Please find all lines in the data that hold the string "null" and copy them.

[[ Records supplied, beginning ]]

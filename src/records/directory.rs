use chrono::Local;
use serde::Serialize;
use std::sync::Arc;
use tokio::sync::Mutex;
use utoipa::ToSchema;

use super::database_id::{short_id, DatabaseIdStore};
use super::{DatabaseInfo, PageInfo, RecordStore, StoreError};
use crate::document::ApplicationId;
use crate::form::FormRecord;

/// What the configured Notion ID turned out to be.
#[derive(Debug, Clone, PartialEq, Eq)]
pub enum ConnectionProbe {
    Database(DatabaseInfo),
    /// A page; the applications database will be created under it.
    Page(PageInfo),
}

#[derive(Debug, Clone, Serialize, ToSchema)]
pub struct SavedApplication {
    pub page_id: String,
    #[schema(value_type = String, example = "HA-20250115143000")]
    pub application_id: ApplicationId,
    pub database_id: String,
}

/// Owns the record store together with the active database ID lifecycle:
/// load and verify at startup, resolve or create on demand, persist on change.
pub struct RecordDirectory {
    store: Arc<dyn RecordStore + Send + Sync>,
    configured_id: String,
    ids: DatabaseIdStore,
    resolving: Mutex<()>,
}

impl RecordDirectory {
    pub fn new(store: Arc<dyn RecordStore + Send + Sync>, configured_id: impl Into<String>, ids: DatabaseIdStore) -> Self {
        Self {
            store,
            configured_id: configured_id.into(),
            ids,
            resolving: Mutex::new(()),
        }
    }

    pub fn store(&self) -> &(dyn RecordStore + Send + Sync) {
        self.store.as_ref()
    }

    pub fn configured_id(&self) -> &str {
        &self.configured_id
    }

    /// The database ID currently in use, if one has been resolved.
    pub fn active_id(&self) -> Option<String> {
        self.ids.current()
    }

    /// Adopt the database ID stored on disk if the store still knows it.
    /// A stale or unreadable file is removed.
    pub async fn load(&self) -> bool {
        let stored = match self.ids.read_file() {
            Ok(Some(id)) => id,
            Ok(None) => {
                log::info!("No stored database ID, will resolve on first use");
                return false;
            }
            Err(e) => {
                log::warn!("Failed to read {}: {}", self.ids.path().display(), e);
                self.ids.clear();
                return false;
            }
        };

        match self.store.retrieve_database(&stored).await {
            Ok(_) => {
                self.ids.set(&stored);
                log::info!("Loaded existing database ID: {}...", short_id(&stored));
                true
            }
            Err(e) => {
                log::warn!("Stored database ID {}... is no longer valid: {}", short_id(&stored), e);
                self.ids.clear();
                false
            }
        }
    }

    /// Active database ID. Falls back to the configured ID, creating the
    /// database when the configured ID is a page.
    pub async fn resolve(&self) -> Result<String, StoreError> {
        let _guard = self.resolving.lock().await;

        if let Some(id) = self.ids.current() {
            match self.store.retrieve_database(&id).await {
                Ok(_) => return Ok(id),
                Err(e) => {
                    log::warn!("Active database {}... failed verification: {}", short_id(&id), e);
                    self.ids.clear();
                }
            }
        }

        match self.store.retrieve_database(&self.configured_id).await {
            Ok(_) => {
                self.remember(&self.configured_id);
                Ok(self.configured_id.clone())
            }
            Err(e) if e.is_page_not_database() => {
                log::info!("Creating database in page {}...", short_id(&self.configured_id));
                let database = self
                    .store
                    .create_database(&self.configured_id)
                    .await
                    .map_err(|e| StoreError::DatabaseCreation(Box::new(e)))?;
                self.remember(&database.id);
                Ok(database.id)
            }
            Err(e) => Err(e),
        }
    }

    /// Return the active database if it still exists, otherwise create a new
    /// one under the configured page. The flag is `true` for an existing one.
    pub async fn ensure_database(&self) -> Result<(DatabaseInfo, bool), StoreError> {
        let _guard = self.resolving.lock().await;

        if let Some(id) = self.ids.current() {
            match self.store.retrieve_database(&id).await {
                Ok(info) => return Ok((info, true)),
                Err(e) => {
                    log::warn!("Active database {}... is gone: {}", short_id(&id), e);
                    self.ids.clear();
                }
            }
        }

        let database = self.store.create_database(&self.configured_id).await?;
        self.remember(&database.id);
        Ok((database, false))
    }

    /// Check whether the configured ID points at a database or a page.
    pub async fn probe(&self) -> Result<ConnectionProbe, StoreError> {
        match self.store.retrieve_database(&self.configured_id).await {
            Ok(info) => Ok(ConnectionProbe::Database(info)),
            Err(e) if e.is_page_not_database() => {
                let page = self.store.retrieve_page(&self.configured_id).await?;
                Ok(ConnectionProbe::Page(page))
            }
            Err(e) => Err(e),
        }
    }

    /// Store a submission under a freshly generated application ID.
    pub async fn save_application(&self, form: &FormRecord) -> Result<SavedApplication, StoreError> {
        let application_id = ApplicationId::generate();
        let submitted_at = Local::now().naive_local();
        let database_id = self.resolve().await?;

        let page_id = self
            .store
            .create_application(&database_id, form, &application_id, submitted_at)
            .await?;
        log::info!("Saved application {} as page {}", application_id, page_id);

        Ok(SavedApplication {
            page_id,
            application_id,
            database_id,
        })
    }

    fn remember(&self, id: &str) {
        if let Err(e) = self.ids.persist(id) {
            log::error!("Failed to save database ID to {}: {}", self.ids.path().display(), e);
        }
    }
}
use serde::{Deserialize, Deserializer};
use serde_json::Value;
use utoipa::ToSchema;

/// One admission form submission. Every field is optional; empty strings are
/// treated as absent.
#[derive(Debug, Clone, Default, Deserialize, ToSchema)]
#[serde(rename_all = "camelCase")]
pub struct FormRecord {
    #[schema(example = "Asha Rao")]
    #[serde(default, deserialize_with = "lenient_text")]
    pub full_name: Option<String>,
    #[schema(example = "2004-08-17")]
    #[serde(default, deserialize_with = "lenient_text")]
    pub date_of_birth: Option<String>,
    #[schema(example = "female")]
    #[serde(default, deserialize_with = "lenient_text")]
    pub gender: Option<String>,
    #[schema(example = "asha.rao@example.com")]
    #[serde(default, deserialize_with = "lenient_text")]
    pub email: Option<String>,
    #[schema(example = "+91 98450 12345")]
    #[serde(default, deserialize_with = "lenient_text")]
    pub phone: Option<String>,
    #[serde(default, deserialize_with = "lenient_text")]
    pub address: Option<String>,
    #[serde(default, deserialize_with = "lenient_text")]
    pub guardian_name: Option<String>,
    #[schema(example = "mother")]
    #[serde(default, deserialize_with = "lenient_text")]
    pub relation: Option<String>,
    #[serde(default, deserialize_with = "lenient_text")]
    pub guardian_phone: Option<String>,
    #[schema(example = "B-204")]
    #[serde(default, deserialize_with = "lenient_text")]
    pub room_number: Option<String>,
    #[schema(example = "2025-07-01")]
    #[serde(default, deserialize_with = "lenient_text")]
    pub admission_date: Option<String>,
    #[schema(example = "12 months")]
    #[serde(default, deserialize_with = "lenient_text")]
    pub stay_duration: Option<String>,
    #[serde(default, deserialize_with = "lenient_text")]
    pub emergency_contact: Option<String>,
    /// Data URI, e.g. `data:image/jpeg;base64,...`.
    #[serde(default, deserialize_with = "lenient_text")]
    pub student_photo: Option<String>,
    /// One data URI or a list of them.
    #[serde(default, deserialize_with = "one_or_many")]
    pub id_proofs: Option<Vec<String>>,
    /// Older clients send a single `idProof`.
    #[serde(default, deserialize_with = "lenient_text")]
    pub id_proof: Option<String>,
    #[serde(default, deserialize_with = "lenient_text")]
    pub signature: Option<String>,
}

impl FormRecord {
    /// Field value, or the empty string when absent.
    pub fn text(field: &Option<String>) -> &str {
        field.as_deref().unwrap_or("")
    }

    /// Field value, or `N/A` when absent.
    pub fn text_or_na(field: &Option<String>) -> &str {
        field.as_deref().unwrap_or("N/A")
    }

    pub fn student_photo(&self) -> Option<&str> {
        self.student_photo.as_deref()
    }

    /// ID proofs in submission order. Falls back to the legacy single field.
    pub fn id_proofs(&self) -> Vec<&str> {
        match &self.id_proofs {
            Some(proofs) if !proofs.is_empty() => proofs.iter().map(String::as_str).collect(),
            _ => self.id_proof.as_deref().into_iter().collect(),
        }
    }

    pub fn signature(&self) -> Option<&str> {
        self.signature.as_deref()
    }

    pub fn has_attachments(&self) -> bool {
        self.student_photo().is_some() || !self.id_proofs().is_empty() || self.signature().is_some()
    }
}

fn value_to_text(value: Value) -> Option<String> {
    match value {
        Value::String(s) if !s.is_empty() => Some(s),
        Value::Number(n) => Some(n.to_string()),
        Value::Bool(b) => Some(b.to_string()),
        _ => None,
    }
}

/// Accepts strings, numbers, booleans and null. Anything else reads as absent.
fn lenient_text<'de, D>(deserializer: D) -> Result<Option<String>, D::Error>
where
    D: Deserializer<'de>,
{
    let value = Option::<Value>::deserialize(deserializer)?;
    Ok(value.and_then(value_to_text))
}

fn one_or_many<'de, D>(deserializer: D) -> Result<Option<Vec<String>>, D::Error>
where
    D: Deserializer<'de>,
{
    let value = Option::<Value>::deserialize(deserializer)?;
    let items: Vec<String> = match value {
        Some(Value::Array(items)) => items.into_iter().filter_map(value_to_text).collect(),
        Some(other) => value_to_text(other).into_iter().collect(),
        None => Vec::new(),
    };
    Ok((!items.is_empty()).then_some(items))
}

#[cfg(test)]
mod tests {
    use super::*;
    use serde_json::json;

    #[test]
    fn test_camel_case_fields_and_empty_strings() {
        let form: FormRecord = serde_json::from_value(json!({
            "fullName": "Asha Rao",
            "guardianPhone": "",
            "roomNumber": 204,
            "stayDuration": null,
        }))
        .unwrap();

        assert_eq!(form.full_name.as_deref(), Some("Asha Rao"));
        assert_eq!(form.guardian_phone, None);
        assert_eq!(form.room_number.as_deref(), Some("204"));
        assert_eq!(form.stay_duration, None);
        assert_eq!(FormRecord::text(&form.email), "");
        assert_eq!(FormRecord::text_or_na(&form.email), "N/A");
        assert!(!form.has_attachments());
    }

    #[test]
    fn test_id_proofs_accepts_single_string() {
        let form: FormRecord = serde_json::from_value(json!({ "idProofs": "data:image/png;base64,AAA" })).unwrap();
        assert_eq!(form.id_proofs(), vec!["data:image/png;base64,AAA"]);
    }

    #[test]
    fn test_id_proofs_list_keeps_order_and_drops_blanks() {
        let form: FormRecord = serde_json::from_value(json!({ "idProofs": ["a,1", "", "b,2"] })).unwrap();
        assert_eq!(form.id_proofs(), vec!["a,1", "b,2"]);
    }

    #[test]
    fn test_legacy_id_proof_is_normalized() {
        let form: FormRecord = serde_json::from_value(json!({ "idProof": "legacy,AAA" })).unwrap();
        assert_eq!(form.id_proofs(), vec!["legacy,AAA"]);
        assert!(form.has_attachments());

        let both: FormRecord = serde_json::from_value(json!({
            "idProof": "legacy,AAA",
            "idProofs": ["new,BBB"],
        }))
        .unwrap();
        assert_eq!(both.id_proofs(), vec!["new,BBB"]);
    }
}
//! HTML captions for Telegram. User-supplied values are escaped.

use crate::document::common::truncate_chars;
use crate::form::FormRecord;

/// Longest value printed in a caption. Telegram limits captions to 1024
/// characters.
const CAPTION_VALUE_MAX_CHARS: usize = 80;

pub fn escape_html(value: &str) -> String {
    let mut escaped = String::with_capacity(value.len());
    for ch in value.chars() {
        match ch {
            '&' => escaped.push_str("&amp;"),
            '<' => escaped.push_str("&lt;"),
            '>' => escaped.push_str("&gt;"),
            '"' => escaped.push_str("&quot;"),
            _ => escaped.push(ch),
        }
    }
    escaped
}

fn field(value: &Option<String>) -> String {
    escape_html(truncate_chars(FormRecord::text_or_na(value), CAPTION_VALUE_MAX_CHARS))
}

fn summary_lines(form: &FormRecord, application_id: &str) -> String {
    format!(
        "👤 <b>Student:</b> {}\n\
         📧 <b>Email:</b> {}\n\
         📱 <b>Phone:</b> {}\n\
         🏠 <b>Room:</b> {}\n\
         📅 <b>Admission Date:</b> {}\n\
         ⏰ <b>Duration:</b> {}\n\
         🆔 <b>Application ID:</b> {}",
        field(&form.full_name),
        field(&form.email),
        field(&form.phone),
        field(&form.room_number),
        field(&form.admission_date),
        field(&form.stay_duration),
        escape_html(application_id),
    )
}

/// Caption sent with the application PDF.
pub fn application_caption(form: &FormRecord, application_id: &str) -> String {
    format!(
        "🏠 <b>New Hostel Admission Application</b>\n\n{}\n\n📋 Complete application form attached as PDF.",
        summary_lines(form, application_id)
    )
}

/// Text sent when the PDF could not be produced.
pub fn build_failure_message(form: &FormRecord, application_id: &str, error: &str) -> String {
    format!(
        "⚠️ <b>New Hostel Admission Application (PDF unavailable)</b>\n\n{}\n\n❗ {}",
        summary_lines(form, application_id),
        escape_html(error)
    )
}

[[ Records supplied, end ]]

Response for this exercise —
/// Accepts strings, numbers, booleans and null. Anything else reads as absent.
            "stayDuration": null,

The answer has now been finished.